*Instructions for the task*
How many lines of these entries hold the string "errs"? Answer with the number alone.
Exercise data Start Marker
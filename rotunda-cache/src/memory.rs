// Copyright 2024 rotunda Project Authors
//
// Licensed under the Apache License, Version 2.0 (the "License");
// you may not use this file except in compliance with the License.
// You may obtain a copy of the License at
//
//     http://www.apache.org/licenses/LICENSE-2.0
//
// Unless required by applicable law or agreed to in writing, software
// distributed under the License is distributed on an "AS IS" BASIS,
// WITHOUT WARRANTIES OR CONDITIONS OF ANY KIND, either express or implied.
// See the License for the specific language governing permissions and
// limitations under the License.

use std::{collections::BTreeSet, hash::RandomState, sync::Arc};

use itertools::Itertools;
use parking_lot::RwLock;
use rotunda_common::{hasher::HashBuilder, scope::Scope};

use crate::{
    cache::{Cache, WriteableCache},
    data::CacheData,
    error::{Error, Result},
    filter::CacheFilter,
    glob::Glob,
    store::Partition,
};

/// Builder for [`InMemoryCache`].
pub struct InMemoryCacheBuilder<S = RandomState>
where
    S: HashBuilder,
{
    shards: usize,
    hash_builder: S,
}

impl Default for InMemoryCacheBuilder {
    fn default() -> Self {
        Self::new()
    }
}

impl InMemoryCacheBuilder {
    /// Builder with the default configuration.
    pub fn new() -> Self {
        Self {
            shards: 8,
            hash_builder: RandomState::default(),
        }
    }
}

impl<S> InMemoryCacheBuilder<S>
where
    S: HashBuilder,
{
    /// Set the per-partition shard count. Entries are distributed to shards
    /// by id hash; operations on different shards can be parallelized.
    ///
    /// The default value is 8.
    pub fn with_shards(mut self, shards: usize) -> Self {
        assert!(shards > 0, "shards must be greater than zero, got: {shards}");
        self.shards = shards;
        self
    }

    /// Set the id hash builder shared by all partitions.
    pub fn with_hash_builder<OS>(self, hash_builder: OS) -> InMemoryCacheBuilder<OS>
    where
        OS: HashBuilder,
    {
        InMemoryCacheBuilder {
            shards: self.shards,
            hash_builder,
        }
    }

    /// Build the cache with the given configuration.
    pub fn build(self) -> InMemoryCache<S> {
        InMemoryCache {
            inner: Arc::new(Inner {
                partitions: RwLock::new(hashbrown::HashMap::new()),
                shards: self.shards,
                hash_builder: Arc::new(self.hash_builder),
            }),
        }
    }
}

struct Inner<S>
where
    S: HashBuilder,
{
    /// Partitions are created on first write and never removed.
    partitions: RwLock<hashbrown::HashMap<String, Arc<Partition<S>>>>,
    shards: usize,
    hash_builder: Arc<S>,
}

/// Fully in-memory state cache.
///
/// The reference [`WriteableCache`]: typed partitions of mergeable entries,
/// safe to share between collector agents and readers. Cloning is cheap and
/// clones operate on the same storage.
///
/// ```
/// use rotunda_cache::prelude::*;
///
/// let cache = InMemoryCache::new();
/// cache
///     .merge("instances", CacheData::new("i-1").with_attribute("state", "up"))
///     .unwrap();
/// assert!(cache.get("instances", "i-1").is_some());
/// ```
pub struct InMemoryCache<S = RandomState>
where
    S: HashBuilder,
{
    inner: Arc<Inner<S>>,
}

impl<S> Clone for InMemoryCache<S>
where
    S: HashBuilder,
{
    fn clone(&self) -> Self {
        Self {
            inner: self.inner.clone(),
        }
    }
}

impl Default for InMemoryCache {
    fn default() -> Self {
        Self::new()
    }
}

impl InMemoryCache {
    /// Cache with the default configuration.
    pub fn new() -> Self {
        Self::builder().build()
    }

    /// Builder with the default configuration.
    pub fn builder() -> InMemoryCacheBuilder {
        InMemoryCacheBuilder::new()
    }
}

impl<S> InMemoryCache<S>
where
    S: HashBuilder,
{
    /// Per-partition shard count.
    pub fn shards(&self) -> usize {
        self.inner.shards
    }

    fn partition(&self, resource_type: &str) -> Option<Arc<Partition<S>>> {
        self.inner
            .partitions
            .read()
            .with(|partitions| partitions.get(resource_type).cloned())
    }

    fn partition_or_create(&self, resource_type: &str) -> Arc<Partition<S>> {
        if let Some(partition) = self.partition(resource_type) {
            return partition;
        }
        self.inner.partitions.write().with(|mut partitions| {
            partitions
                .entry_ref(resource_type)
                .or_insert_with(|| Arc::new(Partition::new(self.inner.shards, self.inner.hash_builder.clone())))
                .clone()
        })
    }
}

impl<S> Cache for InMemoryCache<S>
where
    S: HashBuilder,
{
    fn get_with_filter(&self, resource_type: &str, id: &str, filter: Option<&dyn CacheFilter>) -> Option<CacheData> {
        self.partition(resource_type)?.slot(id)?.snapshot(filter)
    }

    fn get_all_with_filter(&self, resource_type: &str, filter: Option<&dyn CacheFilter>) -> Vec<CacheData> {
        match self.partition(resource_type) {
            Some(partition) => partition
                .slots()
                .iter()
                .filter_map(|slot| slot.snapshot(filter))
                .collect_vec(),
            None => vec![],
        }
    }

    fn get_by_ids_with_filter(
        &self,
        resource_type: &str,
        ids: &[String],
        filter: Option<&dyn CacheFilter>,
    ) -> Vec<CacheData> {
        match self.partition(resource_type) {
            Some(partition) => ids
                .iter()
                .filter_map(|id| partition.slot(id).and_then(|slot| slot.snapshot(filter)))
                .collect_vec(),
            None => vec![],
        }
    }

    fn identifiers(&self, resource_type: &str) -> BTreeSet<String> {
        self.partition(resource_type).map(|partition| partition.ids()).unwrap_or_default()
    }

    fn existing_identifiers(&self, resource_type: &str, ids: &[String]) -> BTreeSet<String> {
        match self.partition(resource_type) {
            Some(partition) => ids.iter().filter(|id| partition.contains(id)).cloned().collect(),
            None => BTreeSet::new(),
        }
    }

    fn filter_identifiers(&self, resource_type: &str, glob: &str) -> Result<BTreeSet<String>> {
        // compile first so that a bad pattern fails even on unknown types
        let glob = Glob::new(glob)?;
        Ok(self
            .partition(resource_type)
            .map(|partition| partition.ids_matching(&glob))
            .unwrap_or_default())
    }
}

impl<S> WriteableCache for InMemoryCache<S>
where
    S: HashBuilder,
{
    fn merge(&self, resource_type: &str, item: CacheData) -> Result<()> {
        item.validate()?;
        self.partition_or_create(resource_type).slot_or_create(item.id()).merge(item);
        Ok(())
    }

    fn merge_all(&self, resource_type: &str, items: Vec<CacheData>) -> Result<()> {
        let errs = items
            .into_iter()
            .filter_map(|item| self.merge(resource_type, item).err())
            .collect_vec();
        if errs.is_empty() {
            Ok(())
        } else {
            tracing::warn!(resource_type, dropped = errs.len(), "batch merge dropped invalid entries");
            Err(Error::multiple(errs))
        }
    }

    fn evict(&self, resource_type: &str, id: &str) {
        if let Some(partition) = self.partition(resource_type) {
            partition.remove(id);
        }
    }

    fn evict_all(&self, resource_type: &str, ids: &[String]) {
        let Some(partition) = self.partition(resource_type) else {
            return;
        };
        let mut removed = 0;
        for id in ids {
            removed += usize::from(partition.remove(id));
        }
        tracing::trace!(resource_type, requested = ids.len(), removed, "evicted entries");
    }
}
Exercise data End Marker
Exercise data Start Marker
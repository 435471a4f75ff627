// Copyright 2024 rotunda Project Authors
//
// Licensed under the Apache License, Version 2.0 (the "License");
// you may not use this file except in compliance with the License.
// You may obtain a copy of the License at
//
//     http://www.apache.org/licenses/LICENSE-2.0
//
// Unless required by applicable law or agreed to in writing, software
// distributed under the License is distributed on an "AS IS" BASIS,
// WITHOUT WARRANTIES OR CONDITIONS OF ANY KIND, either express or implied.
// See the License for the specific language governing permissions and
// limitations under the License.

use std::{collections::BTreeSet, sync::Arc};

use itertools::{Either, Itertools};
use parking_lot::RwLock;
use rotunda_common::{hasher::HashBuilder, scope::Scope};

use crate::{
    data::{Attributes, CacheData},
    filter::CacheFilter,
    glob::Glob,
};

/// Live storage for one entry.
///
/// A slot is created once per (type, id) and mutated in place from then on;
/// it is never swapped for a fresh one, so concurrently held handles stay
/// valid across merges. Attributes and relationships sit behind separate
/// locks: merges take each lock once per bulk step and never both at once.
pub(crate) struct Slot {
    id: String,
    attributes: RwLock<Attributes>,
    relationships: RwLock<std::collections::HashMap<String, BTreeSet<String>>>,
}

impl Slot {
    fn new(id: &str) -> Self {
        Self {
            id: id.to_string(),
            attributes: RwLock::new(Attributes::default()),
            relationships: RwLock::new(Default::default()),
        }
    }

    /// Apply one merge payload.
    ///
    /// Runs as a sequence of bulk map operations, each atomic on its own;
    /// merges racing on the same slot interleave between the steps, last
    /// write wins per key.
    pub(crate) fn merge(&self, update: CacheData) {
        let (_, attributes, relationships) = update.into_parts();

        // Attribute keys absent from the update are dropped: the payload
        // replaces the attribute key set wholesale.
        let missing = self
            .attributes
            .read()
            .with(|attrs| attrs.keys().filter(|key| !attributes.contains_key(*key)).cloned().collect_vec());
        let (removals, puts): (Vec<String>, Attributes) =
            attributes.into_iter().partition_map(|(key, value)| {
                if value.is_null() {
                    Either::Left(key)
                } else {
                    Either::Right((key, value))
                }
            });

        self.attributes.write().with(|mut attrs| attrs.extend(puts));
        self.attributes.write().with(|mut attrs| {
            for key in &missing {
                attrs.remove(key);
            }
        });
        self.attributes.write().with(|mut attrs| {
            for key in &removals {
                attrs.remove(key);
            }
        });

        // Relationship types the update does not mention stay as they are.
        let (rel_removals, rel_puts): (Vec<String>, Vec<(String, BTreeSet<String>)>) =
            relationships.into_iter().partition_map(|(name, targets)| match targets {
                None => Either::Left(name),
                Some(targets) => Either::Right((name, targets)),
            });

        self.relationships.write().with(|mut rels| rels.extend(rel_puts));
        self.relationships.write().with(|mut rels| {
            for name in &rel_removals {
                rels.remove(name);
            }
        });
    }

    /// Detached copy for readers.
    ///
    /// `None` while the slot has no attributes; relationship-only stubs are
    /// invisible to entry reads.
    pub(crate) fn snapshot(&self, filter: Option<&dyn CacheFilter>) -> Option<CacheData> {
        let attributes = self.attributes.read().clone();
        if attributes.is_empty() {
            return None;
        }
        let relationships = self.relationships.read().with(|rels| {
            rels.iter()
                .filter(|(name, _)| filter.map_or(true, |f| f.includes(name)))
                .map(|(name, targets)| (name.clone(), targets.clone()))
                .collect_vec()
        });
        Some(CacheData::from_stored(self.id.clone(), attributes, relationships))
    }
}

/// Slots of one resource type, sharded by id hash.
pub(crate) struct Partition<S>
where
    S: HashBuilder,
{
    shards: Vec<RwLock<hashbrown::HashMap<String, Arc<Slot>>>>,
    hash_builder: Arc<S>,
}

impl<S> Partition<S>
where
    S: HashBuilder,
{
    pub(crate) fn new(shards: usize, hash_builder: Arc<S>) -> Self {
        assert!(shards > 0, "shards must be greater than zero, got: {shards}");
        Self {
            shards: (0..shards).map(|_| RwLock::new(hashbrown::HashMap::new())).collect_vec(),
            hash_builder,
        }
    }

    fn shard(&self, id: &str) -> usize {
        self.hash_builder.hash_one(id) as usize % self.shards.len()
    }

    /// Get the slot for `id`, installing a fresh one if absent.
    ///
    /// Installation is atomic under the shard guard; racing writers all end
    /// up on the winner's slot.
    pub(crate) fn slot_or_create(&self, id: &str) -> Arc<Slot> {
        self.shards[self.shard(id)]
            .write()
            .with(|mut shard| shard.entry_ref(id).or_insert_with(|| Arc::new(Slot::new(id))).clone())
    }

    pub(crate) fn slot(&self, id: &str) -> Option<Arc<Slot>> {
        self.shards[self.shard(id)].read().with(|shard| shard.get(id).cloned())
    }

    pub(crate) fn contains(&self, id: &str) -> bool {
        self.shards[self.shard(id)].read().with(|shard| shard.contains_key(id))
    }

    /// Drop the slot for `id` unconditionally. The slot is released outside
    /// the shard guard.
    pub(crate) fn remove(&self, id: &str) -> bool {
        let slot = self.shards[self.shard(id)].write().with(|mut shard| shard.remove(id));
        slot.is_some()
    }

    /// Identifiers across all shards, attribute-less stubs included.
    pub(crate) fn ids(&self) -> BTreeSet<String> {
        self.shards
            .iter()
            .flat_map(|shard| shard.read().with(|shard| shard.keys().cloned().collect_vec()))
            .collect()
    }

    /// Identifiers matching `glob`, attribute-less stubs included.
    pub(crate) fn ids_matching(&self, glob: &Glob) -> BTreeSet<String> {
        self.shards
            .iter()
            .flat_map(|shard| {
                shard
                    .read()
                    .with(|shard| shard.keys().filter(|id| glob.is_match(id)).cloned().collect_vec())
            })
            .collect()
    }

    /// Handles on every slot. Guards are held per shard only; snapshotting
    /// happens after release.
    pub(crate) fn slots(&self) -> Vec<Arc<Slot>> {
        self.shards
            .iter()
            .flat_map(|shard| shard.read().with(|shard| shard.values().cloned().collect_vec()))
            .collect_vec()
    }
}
Exercise data End Marker
*Result of the task*
4